ACTION ITEM:
Where "enum" occurs in a line of the entries below, copy that line.

DATA PROVIDED:
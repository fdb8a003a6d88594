// Tempo - A coalescing Statsd client for Rust!
//
// Copyright 2026 Tempo Developers
//
// Licensed under the Apache License, Version 2.0 <LICENSE-APACHE or
// http://www.apache.org/licenses/LICENSE-2.0> or the MIT license
// <LICENSE-MIT or http://opensource.org/licenses/MIT>, at your
// option. This file may not be copied, modified, or distributed
// except according to those terms.

use std::error;
use std::fmt;
use std::io;

/// Kind of metric that knows its Statsd type code.
#[derive(Debug, PartialEq, Eq, Clone, Copy)]
pub enum MetricKind {
    Count,
    Gauge,
    FloatGauge,
    Timer,
}

impl MetricKind {
    /// Type code used on the wire for this kind of metric.
    pub fn type_code(&self) -> &'static str {
        match *self {
            MetricKind::Count => "c",
            MetricKind::Gauge | MetricKind::FloatGauge => "g",
            MetricKind::Timer => "ms",
        }
    }
}

impl fmt::Display for MetricKind {
    fn fmt(&self, f: &mut fmt::Formatter<'_>) -> fmt::Result {
        self.type_code().fmt(f)
    }
}

/// Holder for primitive metric values that knows how to display itself
///
/// Integer values are written as-is and floating point values use their
/// shortest representation, so `2.0` is written as `2` and `1.5` as `1.5`.
#[derive(Debug, PartialEq, Clone, Copy)]
pub enum MetricValue {
    Signed(i64),
    Float(f64),
}

impl MetricValue {
    pub(crate) fn is_negative(&self) -> bool {
        match *self {
            MetricValue::Signed(v) => v < 0,
            MetricValue::Float(v) => v < 0.0,
        }
    }

    // Value of the same numeric type used to reset a gauge before a negative
    // value is sent.
    pub(crate) fn zero_like(&self) -> MetricValue {
        match *self {
            MetricValue::Signed(_) => MetricValue::Signed(0),
            MetricValue::Float(_) => MetricValue::Float(0.0),
        }
    }
}

impl fmt::Display for MetricValue {
    fn fmt(&self, f: &mut fmt::Formatter<'_>) -> fmt::Result {
        match *self {
            MetricValue::Signed(v) => v.fmt(f),
            MetricValue::Float(v) => v.fmt(f),
        }
    }
}

/// A single observation to be sent to a Statsd server.
///
/// Samples are immutable once constructed. The sample rate is carried along
/// with the value so that the server can compensate for sampled-out calls.
#[derive(Debug, PartialEq, Clone)]
pub struct MetricSample {
    name: String,
    value: MetricValue,
    kind: MetricKind,
    sample_rate: f32,
}

impl MetricSample {
    pub fn new<S: Into<String>>(name: S, value: MetricValue, kind: MetricKind, sample_rate: f32) -> MetricSample {
        MetricSample {
            name: name.into(),
            value,
            kind,
            sample_rate,
        }
    }

    /// Counter increment (or decrement, when negative).
    pub fn count<S: Into<String>>(name: S, count: i64, sample_rate: f32) -> MetricSample {
        Self::new(name, MetricValue::Signed(count), MetricKind::Count, sample_rate)
    }

    /// Integer gauge value.
    pub fn gauge<S: Into<String>>(name: S, value: i64, sample_rate: f32) -> MetricSample {
        Self::new(name, MetricValue::Signed(value), MetricKind::Gauge, sample_rate)
    }

    /// Floating point gauge value.
    pub fn fgauge<S: Into<String>>(name: S, value: f64, sample_rate: f32) -> MetricSample {
        Self::new(name, MetricValue::Float(value), MetricKind::FloatGauge, sample_rate)
    }

    /// Timing in whole milliseconds.
    pub fn timer<S: Into<String>>(name: S, millis: i64, sample_rate: f32) -> MetricSample {
        Self::new(name, MetricValue::Signed(millis), MetricKind::Timer, sample_rate)
    }

    pub fn name(&self) -> &str {
        &self.name
    }

    pub fn value(&self) -> MetricValue {
        self.value
    }

    pub fn kind(&self) -> MetricKind {
        self.kind
    }

    pub fn sample_rate(&self) -> f32 {
        self.sample_rate
    }

    // Same metric with a different value and rate, used for the gauge reset.
    pub(crate) fn with_value(&self, value: MetricValue, sample_rate: f32) -> MetricSample {
        MetricSample::new(self.name.clone(), value, self.kind, sample_rate)
    }
}

/// Potential categories an error from this library falls into.
#[derive(Debug, PartialEq, Eq, Clone, Copy)]
pub enum ErrorKind {
    /// The transport is absent or the client has been closed.
    NotConnected,
    /// A non-positive count was given to a counter operation.
    InvalidCount,
    /// A sample rate outside of `[0, 1]` was given.
    InvalidSampleRate,
    InvalidInput,
    IoError,
}

/// Error generated by this library potentially wrapping another
/// type of error (exposed via the `Error` trait).
#[derive(Debug)]
pub struct MetricError {
    repr: ErrorRepr,
}

#[derive(Debug)]
enum ErrorRepr {
    WithDescription(ErrorKind, &'static str),
    IoError(io::Error),
}

impl MetricError {
    /// Return the kind of the error
    pub fn kind(&self) -> ErrorKind {
        match self.repr {
            ErrorRepr::IoError(ref err) if err.kind() == io::ErrorKind::NotConnected => ErrorKind::NotConnected,
            ErrorRepr::IoError(_) => ErrorKind::IoError,
            ErrorRepr::WithDescription(kind, _) => kind,
        }
    }

    pub(crate) fn not_connected() -> MetricError {
        MetricError::from((
            ErrorKind::NotConnected,
            "can't send stats, not connected to Statsd server",
        ))
    }
}

impl fmt::Display for MetricError {
    fn fmt(&self, f: &mut fmt::Formatter<'_>) -> fmt::Result {
        match self.repr {
            ErrorRepr::IoError(ref err) => err.fmt(f),
            ErrorRepr::WithDescription(_, desc) => desc.fmt(f),
        }
    }
}

impl error::Error for MetricError {
    fn source(&self) -> Option<&(dyn error::Error + 'static)> {
        match self.repr {
            ErrorRepr::IoError(ref err) => Some(err),
            _ => None,
        }
    }
}

impl From<io::Error> for MetricError {
    fn from(err: io::Error) -> MetricError {
        MetricError {
            repr: ErrorRepr::IoError(err),
        }
    }
}

impl From<(ErrorKind, &'static str)> for MetricError {
    fn from((kind, desc): (ErrorKind, &'static str)) -> MetricError {
        MetricError {
            repr: ErrorRepr::WithDescription(kind, desc),
        }
    }
}

pub type MetricResult<T> = Result<T, MetricError>;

PROBLEM SOLUTION:
pub enum MetricKind {
pub enum MetricValue {
pub enum ErrorKind {
enum ErrorRepr {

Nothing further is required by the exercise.